Evidence-Based Satire

By | December 24, 2018

By SAURABH JHA

Sequels generally disappoint. Jason couldn’t match the fear he generated in the original Friday the 13th. The sequel to the Parachute, a satirical piece canvassing PubMed for randomized controlled trials (RCTs) comparing parachutes to placebo, matched its brilliance, and even exceeded it, though the margin can’t be confirmed with statistical significance. The Parachute, published in BMJ’s Christmas edition, will go down in history with Jonathan Swift’s Modest Proposal and Frederic Bastiat’s Candlemakers’ Petition as timeless satire in which pedagogy punched above, indeed depended on, their absurdity.

In the Parachute, researchers concluded, deadpan, that since no RCT has tested the efficacy of parachutes when jumping off a plane, there is insufficient evidence to recommend them. At first glance, the joke was on RCTs and those who have an unmoored zeal for them. But that’d be a satirical conclusion. Sure, some want RCTs for everything, for whom absence of evidence means no evidence. But that’s because of a bigger problem which is that we refuse to acknowledge that causality has degrees, shades of gray, yet causality can sometimes be black and white. Somethings are self-evident.

In medicine, causation, even when it’s not correlation, is often probabilistic. Even the dreaded cerebral malaria doesn’t kill everyone. If you jump from a plane at 10, 000 feet without a parachute death isn’t probabilistic, it is certain. And we know this despite the absence of rigorous empiricism. It’s common sense. We need sound science to tease apart probabilities, and grayer the causality the sounder the empiricism must be to accord the treatment its correct quantitative benefit, the apotheosis of this sound science being an RCT. When empiricism ventures into certainties, it’s no longer sound science. It is parody.
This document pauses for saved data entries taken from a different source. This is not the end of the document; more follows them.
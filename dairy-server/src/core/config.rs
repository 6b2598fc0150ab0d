use std::path::PathBuf;

use crate::auth::JwtConfig;
use crate::core::ServerError;

/// 服务器配置
///
/// # 环境变量
///
/// 所有配置项都可以通过环境变量覆盖 (启动时先加载 `.env`)：
///
/// | 环境变量 | 默认值 | 说明 |
/// |----------|--------|------|
/// | WORK_DIR | ./data | 工作目录 (数据库位于 `database/`) |
/// | PORT | 8000 | HTTP 服务端口 |
/// | ENVIRONMENT | development | 运行环境 |
/// | CORS_ORIGIN | - | 允许的前端来源，未设置时放开 |
/// | ADMIN_SECRET | - | 管理员注册口令，未设置时禁止注册 |
/// | DB_NAMESPACE | dairy | SurrealDB namespace |
/// | DB_NAME | dairy | SurrealDB database |
/// | REQUEST_TIMEOUT_MS | 30000 | 请求超时(毫秒) |
/// | BODY_LIMIT_BYTES | 16384 | 请求体上限 |
/// | LOG_LEVEL | info | 日志级别 |
/// | LOG_DIR | - | 日志目录 (按天滚动) |
///
/// JWT 相关变量见 [`JwtConfig::from_env`]。
///
/// # 示例
///
/// ```ignore
/// WORK_DIR=/data/dairy PORT=8080 cargo run
/// ```
#[derive(Debug, Clone)]
pub struct Config {
    /// 工作目录
    pub work_dir: String,
    /// HTTP API 服务端口
    pub http_port: u16,
    /// 运行环境: development | production
    pub environment: String,
    /// 前端来源 (带凭证的 CORS)
    pub cors_origin: Option<String>,
    /// 管理员注册口令
    pub admin_secret: Option<String>,
    pub db_namespace: String,
    pub db_name: String,
    /// 请求超时时间 (毫秒)
    pub request_timeout_ms: u64,
    /// JSON 请求体上限 (字节)
    pub body_limit_bytes: usize,
    pub log_level: String,
    pub log_dir: Option<String>,
    /// JWT 认证配置
    pub jwt: JwtConfig,
}

fn env_or(var: &str, default: &str) -> String {
    std::env::var(var).unwrap_or_else(|_| default.into())
}

fn env_opt(var: &str) -> Option<String> {
    std::env::var(var).ok().filter(|v| !v.trim().is_empty())
}

fn env_parse<T: std::str::FromStr>(var: &str, default: T) -> T {
    std::env::var(var)
        .ok()
        .and_then(|v| v.parse().ok())
        .unwrap_or(default)
}

impl Config {
    /// 从环境变量加载配置
    ///
    /// 如果环境变量未设置，使用默认值
    pub fn from_env() -> Self {
        Self {
            work_dir: env_or("WORK_DIR", "./data"),
            http_port: env_parse("PORT", 8000),
            environment: env_or("ENVIRONMENT", "development"),
            cors_origin: env_opt("CORS_ORIGIN"),
            admin_secret: env_opt("ADMIN_SECRET"),
            db_namespace: env_or("DB_NAMESPACE", "dairy"),
            db_name: env_or("DB_NAME", "dairy"),
            request_timeout_ms: env_parse("REQUEST_TIMEOUT_MS", 30000),
            body_limit_bytes: env_parse("BODY_LIMIT_BYTES", 16 * 1024),
            log_level: env_or("LOG_LEVEL", "info"),
            log_dir: env_opt("LOG_DIR"),
            jwt: JwtConfig::from_env(),
        }
    }

    /// 使用自定义工作目录和 JWT 配置
    ///
    /// 常用于测试场景
    pub fn with_overrides(work_dir: impl Into<String>, jwt: JwtConfig) -> Self {
        let mut config = Self::from_env();
        config.work_dir = work_dir.into();
        config.jwt = jwt;
        config
    }

    /// 启动前检查
    ///
    /// 生产环境必须提供合格的 JWT 密钥；开发环境只记录警告
    pub fn validate(&self) -> Result<(), ServerError> {
        if let Err(e) = self.jwt.validate() {
            if self.is_production() {
                return Err(ServerError::Config(e.to_string()));
            }
            tracing::warn!(error = %e, "JWT configuration is not production ready");
        }
        if self.http_port == 0 {
            return Err(ServerError::Config("PORT must be non-zero".to_string()));
        }
        if self.admin_secret.is_none() {
            tracing::info!("ADMIN_SECRET not set, admin registration is disabled");
        }
        Ok(())
    }

    /// 数据库目录: `work_dir/database`
    pub fn database_dir(&self) -> PathBuf {
        PathBuf::from(&self.work_dir).join("database")
    }

    /// 是否生产环境
    pub fn is_production(&self) -> bool {
        self.environment == "production"
    }
}

impl Default for Config {
    fn default() -> Self {
        Self::from_env()
    }
}

#[cfg(test)]
mod tests {
    use super::*;

    fn jwt(access: &str, refresh: &str, ephemeral: bool) -> JwtConfig {
        JwtConfig {
            access_secret: access.to_string(),
            refresh_secret: refresh.to_string(),
            access_expiration_minutes: 60,
            refresh_expiration_minutes: 600,
            issuer: "dairy-server".to_string(),
            audience: "dairy-spa".to_string(),
            ephemeral,
        }
    }

    #[test]
    fn test_database_dir() {
        let config = Config::with_overrides("/tmp/dairy", jwt(&"a".repeat(40), &"r".repeat(40), false));
        assert_eq!(config.database_dir(), PathBuf::from("/tmp/dairy/database"));
    }

    #[test]
    fn test_production_requires_jwt_secrets() {
        let mut config = Config::with_overrides("/tmp/dairy", jwt("short", "short", true));
        config.environment = "production".to_string();
        assert!(matches!(config.validate(), Err(ServerError::Config(_))));

        config.jwt = jwt(&"a".repeat(40), &"r".repeat(40), false);
        assert!(config.validate().is_ok());
    }

    #[test]
    fn test_development_tolerates_generated_secrets() {
        let mut config = Config::with_overrides("/tmp/dairy", jwt("short", "short", true));
        config.environment = "development".to_string();
        config.http_port = 8000;
        assert!(config.validate().is_ok());
    }
}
If the femoral artery is nicked and blood spurts to the ceiling more forcefully than Bellagio’s fountains you don’t need an RCT to make a case for stopping the bleeding, even though all bleeding stops, eventually. But you do need an RCT if you’re testing which of the fine sutures at your disposal is better at sewing the femoral artery. The key point is the treatment effect – the mere act of stopping the bleed is a parachute, a huge treatment effect, which’d be idiotic to test in an RCT. Improving on the high treatment effect, even or particularly modestly, needs an RCT. The history of medicine is the history of parachutes and finer parachutes. RCTs became important when newer parachutes allegedly became better than their predecessors.

The point of the parachute satire is that the obvious doesn’t need empirical evidence.  It is a joke on non-judgmentalism, or egalitarianism of judgment, on the objectively sincere but willfully naïve null hypothesis where all things remain equally possible until we have data.

There has been no RCT showing that cleaning one’s posterior after expulsion of detritus improves outcomes over placebo. This is our daily parachute. Yet some in the east may justifiably protest the superiority of the Occidental method of cleaning over their method of using hand and water without a well-designed RCT. Okay, that’s too much information. Plus, I’m unsure such an RCT would even be feasible as the cross over rate would be so high that no propensity-matching will adjust for the intention to wipe, but you get my drift.

Read More:  Trump's healthcare executive order is a win for everyday Americans - Washington Examiner

The original Parachute satire is now folklore with an impressive H-index to boot. That it has been cited over thousand times is also satirical – the joke is on the H-index, a seriously flawed metric which is taken very seriously by serious academics. But it also means that to get a joke into a peer review publication you need to have a citation for your joke! The joke is also on the criminally unfunny Reviewer 2.

The problem with the parachute metaphor is that many physicians want their pet treatment, believing it to be a parachute, to be exempt from an RCT. This, too, is a consequence of non-judgmentalism, a scientific relativism where every shade of gray thinks it is black and white. One physician’s parachute is another physician’s umbrella. This is partly a result of the problem RCTs are trying to solve – treatment effects are probabilistic and when the added margins are so small, parachutes become difficult to disprove with certainty. You can’t rule out a parachute.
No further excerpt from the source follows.